Since the advent of cloud computing, a new reality for most teams is that they have now entered an era of working with distributed systems by default. Engineering teams now cobble together a variety of different virtual infrastructure and service endpoints to create scalable, resilient, and performant applications. But rarely are they ready for what it means to now understand the intricacies of the distributed architectures they’ve created.
Distributed tracing is a potentially powerful tool for any team managing the operation of modern distributed software. But tracing by itself does not provide enough context to help you understand the many hidden complexities of distributed architectures. This ebook shows you how various customers pair scientific methodologies along with Honeycomb’s implementation of distributed tracing to make sense of their complex modern systems.
Applying the Scientific Method to Production Systems
Written by Pete Hodgson
Teams using Honeycomb are able to experiment quickly, with tight feedback loops that enable them to move faster. At o11ycon+hnycon, we saw that engineers find Honeycomb valuable as a way to sense and respond their way through complex environments where no one person could possibly fully understand every cause and effect. In other words, observability with Honeycomb provides a superpower: the ability to explore how your code actually behaves in the real world by applying the principles of the scientific method. Teams can form a hypothesis based on initial observations, make a small change to an environment based upon that hypothesis, and then observe again to validate or invalidate their hypothesis.

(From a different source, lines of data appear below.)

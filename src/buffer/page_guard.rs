//! RAII guards for page access.
//!
//! Guards are the only way to reach a frame's bytes:
//! - [`PageReadGuard`] - shared read access, unpins on release
//! - [`PageWriteGuard`] - exclusive write access, writes through to the
//!   page store and then unpins on release
//!
//! Release happens on drop or through the consuming `release` methods, so
//! a guard can release its pin exactly once.

use std::ops::{Deref, DerefMut};

use parking_lot::{RwLockReadGuard, RwLockWriteGuard};
use tracing::error;

use crate::common::{FrameId, PageId, Result};
use crate::storage::page::Page;

use super::buffer_pool_manager::BufferPoolManager;

/// Guard for read-only page access.
///
/// Several read guards may share a page. The page is unpinned when the guard
/// is dropped or released.
///
/// # Example
/// ```ignore
/// let guard = bpm.fetch_page_read(page_id)?;
/// let first = guard.as_slice()[0];
/// guard.release(); // or let it fall out of scope
/// ```
pub struct PageReadGuard<'a> {
    bpm: &'a BufferPoolManager,
    frame_id: FrameId,
    page_id: PageId,
    lock: RwLockReadGuard<'a, Page>,
}

impl<'a> PageReadGuard<'a> {
    pub(crate) fn new(
        bpm: &'a BufferPoolManager,
        frame_id: FrameId,
        page_id: PageId,
        lock: RwLockReadGuard<'a, Page>,
    ) -> Self {
        Self {
            bpm,
            frame_id,
            page_id,
            lock,
        }
    }

    #[inline]
    pub fn page_id(&self) -> PageId {
        self.page_id
    }

    #[inline]
    pub fn frame_id(&self) -> FrameId {
        self.frame_id
    }

    /// Unpin the page now instead of at end of scope.
    pub fn release(self) {
        drop(self);
    }
}

impl Deref for PageReadGuard<'_> {
    type Target = Page;

    #[inline]
    fn deref(&self) -> &Page {
        &self.lock
    }
}

impl Drop for PageReadGuard<'_> {
    fn drop(&mut self) {
        self.bpm.release_read(self.page_id);
    }
}

/// Guard for exclusive write access to a page.
///
/// The page is marked dirty when the guard is created. On release the guard
/// writes its bytes through to the page store whether or not they changed,
/// then unpins. A failed write-through on drop is logged; use
/// [`release`](Self::release) to observe it instead.
///
/// # Example
/// ```ignore
/// let mut guard = bpm.fetch_page_write(page_id)?;
/// guard.as_mut_slice()[0] = 0xFF;
/// guard.release()?; // write-through, then unpin
/// ```
pub struct PageWriteGuard<'a> {
    bpm: &'a BufferPoolManager,
    frame_id: FrameId,
    page_id: PageId,
    lock: RwLockWriteGuard<'a, Page>,
    /// Set once the write-through and unpin have run.
    released: bool,
}

impl<'a> PageWriteGuard<'a> {
    pub(crate) fn new(
        bpm: &'a BufferPoolManager,
        frame_id: FrameId,
        page_id: PageId,
        lock: RwLockWriteGuard<'a, Page>,
    ) -> Self {
        Self {
            bpm,
            frame_id,
            page_id,
            lock,
            released: false,
        }
    }

    #[inline]
    pub fn page_id(&self) -> PageId {
        self.page_id
    }

    #[inline]
    pub fn frame_id(&self) -> FrameId {
        self.frame_id
    }

    /// Write the current bytes through to the page store, keeping the guard.
    ///
    /// The page stays dirty: the guard may still change it.
    pub fn flush(&self) -> Result<()> {
        self.bpm.write_through(self.page_id, &self.lock)
    }

    /// Write through and unpin now, reporting a failed write.
    ///
    /// The pin is released even if the write fails.
    pub fn release(mut self) -> Result<()> {
        self.finish()
    }

    fn finish(&mut self) -> Result<()> {
        self.released = true;
        self.bpm
            .release_write(self.frame_id, self.page_id, &self.lock)
    }
}

impl Deref for PageWriteGuard<'_> {
    type Target = Page;

    #[inline]
    fn deref(&self) -> &Page {
        &self.lock
    }
}

impl DerefMut for PageWriteGuard<'_> {
    #[inline]
    fn deref_mut(&mut self) -> &mut Page {
        &mut self.lock
    }
}

impl Drop for PageWriteGuard<'_> {
    fn drop(&mut self) {
        if self.released {
            return;
        }
        if let Err(e) = self.finish() {
            error!(page_id = %self.page_id, error = %e, "write-through failed on guard drop");
        }
    }
}

#[cfg(test)]
mod tests {
    use crate::buffer::BufferPoolManager;
    use crate::common::config::BufferPoolConfig;
    use crate::storage::MemoryPageStore;

    fn create_test_bpm(pool_size: usize) -> (BufferPoolManager, MemoryPageStore) {
        let store = MemoryPageStore::new();
        let bpm = BufferPoolManager::new(BufferPoolConfig::new(pool_size, 2), store.clone()).unwrap();
        (bpm, store)
    }

    #[test]
    fn test_read_guard_unpins_once() {
        let (bpm, _store) = create_test_bpm(4);
        let pid = bpm.allocate_page().unwrap();
        bpm.unpin_page(pid);

        let g1 = bpm.fetch_page_read(pid).unwrap();
        let g2 = bpm.fetch_page_read(pid).unwrap();
        assert_eq!(bpm.get_pin_count(pid), Some(2));

        g1.release();
        assert_eq!(bpm.get_pin_count(pid), Some(1));
        drop(g2);
        assert_eq!(bpm.get_pin_count(pid), Some(0));
        assert_eq!(bpm.evictable_count(), 1);
    }

    #[test]
    fn test_write_guard_writes_through_on_drop() {
        let (bpm, store) = create_test_bpm(4);

        let pid = {
            let mut guard = bpm.new_page().unwrap();
            guard.as_mut_slice()[..5].copy_from_slice(b"hello");
            guard.page_id()
        };

        assert_eq!(&store.page_bytes(pid).unwrap()[..5], b"hello");
        assert_eq!(bpm.get_pin_count(pid), Some(0));
        assert!(!bpm.flush_page(pid).unwrap(), "page is clean after release");
    }

    #[test]
    fn test_write_guard_writes_even_when_unchanged() {
        let (bpm, store) = create_test_bpm(4);
        let pid = bpm.allocate_page().unwrap();
        bpm.unpin_page(pid);
        assert!(store.page_bytes(pid).is_none());

        bpm.fetch_page_write(pid).unwrap().release().unwrap();

        assert!(store.page_bytes(pid).is_some());
    }

    #[test]
    fn test_explicit_flush_keeps_guard() {
        let (bpm, store) = create_test_bpm(4);
        let mut guard = bpm.new_page().unwrap();
        let pid = guard.page_id();

        guard.as_mut_slice()[0] = 1;
        guard.flush().unwrap();
        assert_eq!(store.page_bytes(pid).unwrap()[0], 1);
        assert_eq!(bpm.get_pin_count(pid), Some(1));

        guard.as_mut_slice()[0] = 2;
        guard.release().unwrap();
        assert_eq!(store.page_bytes(pid).unwrap()[0], 2);
        assert_eq!(bpm.get_pin_count(pid), Some(0));
    }

    #[test]
    fn test_guard_ids() {
        let (bpm, _store) = create_test_bpm(4);
        let guard = bpm.new_page().unwrap();
        let pid = guard.page_id();
        let fid = guard.frame_id();
        drop(guard);

        let reader = bpm.fetch_page_read(pid).unwrap();
        assert_eq!(reader.page_id(), pid);
        assert_eq!(reader.frame_id(), fid);
    }
}
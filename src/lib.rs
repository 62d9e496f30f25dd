//! pagepool - a page buffer pool with LRU-K eviction.
//!
//! # Architecture
//! ```text
//! ┌──────────────────────────────────────────────────────────────┐
//! │                          callers                             │
//! │        new_page / fetch_page_read / fetch_page_write         │
//! └──────────────────────────────┬───────────────────────────────┘
//!                                ▼  PageReadGuard / PageWriteGuard
//! ┌──────────────────────────────────────────────────────────────┐
//! │                 Buffer Pool (buffer/)                        │
//! │   BufferPoolManager + Frame + LruKReplacer + Statistics      │
//! └──────────────────────────────┬───────────────────────────────┘
//!                                ▼  DiskRequest / Completion
//! ┌──────────────────────────────────────────────────────────────┐
//! │                 Storage (storage/)                           │
//! │   DiskScheduler (worker thread) → PageStore                  │
//! │        MemoryPageStore | DiskManager (single file)           │
//! └──────────────────────────────────────────────────────────────┘
//! ```
//!
//! # Modules
//! - [`common`] - Shared primitives (PageId, FrameId, Error, config)
//! - [`buffer`] - Buffer pool, frames, guards and the LRU-K replacer
//! - [`storage`] - Pages, page stores and the disk scheduler
//!
//! # Quick Start
//! ```no_run
//! use pagepool::{BufferPoolConfig, BufferPoolManager, DiskManager};
//!
//! let dm = DiskManager::open_or_create("my_database.db").unwrap();
//! let bpm = BufferPoolManager::new(BufferPoolConfig::default(), dm).unwrap();
//!
//! let mut guard = bpm.new_page().unwrap();
//! guard.as_mut_slice()[0] = 0xFF;
//! guard.release().unwrap(); // written through to my_database.db
//! ```

pub mod buffer;
pub mod common;
pub mod storage;

pub use common::config::{BufferPoolConfig, PAGE_SIZE};
pub use common::{Error, FrameId, PageId, Result};

pub use buffer::{BufferPoolManager, BufferPoolStats, PageReadGuard, PageWriteGuard, StatsSnapshot};
pub use storage::{DiskManager, DiskScheduler, MemoryPageStore, Page, PageStore};
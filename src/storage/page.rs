//! Page - the fixed-size unit of storage.
//!
//! A [`Page`] is a raw 4KB byte block. It is what the page store reads and
//! writes, what each buffer frame caches, and what a disk request carries
//! between the pool and the scheduler's worker thread. The pool never
//! interprets its contents.

use crate::common::config::PAGE_SIZE;

/// A page of data (4KB, 4KB-aligned).
///
/// # Copying
/// `Page` does not implement `Clone`: copying 4KB should be explicit, so the
/// only copy paths are [`Page::copy_from`] and [`Page::to_boxed`], used where
/// bytes must cross the scheduler's thread boundary.
///
/// # Example
/// ```
/// use pagepool::Page;
///
/// let mut page = Page::new();
/// page.as_mut_slice()[0] = 0xFF;
/// assert_eq!(page.as_slice()[0], 0xFF);
/// ```
#[repr(align(4096))]
pub struct Page {
    data: [u8; PAGE_SIZE],
}

impl Page {
    /// Create a new zeroed page.
    #[inline]
    pub fn new() -> Self {
        Self {
            data: [0u8; PAGE_SIZE],
        }
    }

    /// Allocate a zeroed page on the heap.
    #[inline]
    pub fn boxed() -> Box<Self> {
        Box::new(Self::new())
    }

    #[inline]
    pub fn as_slice(&self) -> &[u8] {
        &self.data
    }

    #[inline]
    pub fn as_mut_slice(&mut self) -> &mut [u8] {
        &mut self.data
    }

    /// Overwrite this page with the bytes of `other`.
    #[inline]
    pub fn copy_from(&mut self, other: &Page) {
        self.data.copy_from_slice(&other.data);
    }

    /// Heap copy of this page, for handing to the disk scheduler.
    pub fn to_boxed(&self) -> Box<Page> {
        let mut copy = Self::boxed();
        copy.copy_from(self);
        copy
    }

    /// Zero out the entire page.
    pub fn reset(&mut self) {
        self.data.fill(0);
    }

    #[inline]
    pub const fn size() -> usize {
        PAGE_SIZE
    }
}

impl Default for Page {
    fn default() -> Self {
        Self::new()
    }
}

impl std::fmt::Debug for Page {
    fn fmt(&self, f: &mut std::fmt::Formatter<'_>) -> std::fmt::Result {
        let used = self.data.iter().rposition(|&b| b != 0).map_or(0, |i| i + 1);
        f.debug_struct("Page").field("used_bytes", &used).finish()
    }
}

Teams that are succeeding with observability describe its adoption as a journey. It starts with a small, easy experiment, and then evolves incrementally as lessons learned are incorporated into development cycles. The theme of feedback loops and iteration continually cropped up at the conference as successful users presented their stories.
Sensing in a complex environment
Both Michael Ericksen’s “The Curious Case of the Latency Spike” and Glen Mailer’s “The Unreasonable Effectiveness of a Single Wide Event” presentations highlight the classic experience when observability first seems to click for many engineers—the moment they first exclaim, “My application is doing what?!” as they start using Honeycomb to analyze their systems.

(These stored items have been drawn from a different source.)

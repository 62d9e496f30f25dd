//! Common types shared across the crate.
//!
//! - Configuration constants and [`config::BufferPoolConfig`]
//! - Error types
//! - Identifiers (PageId, FrameId)

pub mod config;
pub mod error;
mod frame_id;
mod page_id;

pub use error::{Error, Result};
pub use frame_id::FrameId;
pub use page_id::PageId;
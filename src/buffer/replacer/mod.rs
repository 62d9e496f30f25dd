//! Eviction policy implementations (replacers).
//!
//! - [`LruKReplacer`] - backward k-distance with earliest-access tie-break

mod lru_k;

pub use lru_k::LruKReplacer;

That jolt of disorientation that happens when you first see what your system is really doing (as opposed to what you think it’s doing) demonstrates both the challenge of understanding modern software systems and the ability of tracing and observability to shed light into these environments in powerful ways. Modern software systems have become incredibly difficult to understand due to their distributed nature. In order to make sense of them, we need processes to build up that understanding.
Dave Snowden’s Cynefin model provides a useful methodology for developing that understanding. This model places systems into four categories: obvious, complicated, complex, and chaotic. It then describes how the ability to both understand and make changes to a system varies, depending on which category it is in. The Cynefin categorization of “complex” systems is an appropriate one for modern distributed software: It has moved beyond a place where understanding cause and effect only requires light analysis or expertise. Instead, the relationship between cause and effect in complex systems can only be deduced in retrospect.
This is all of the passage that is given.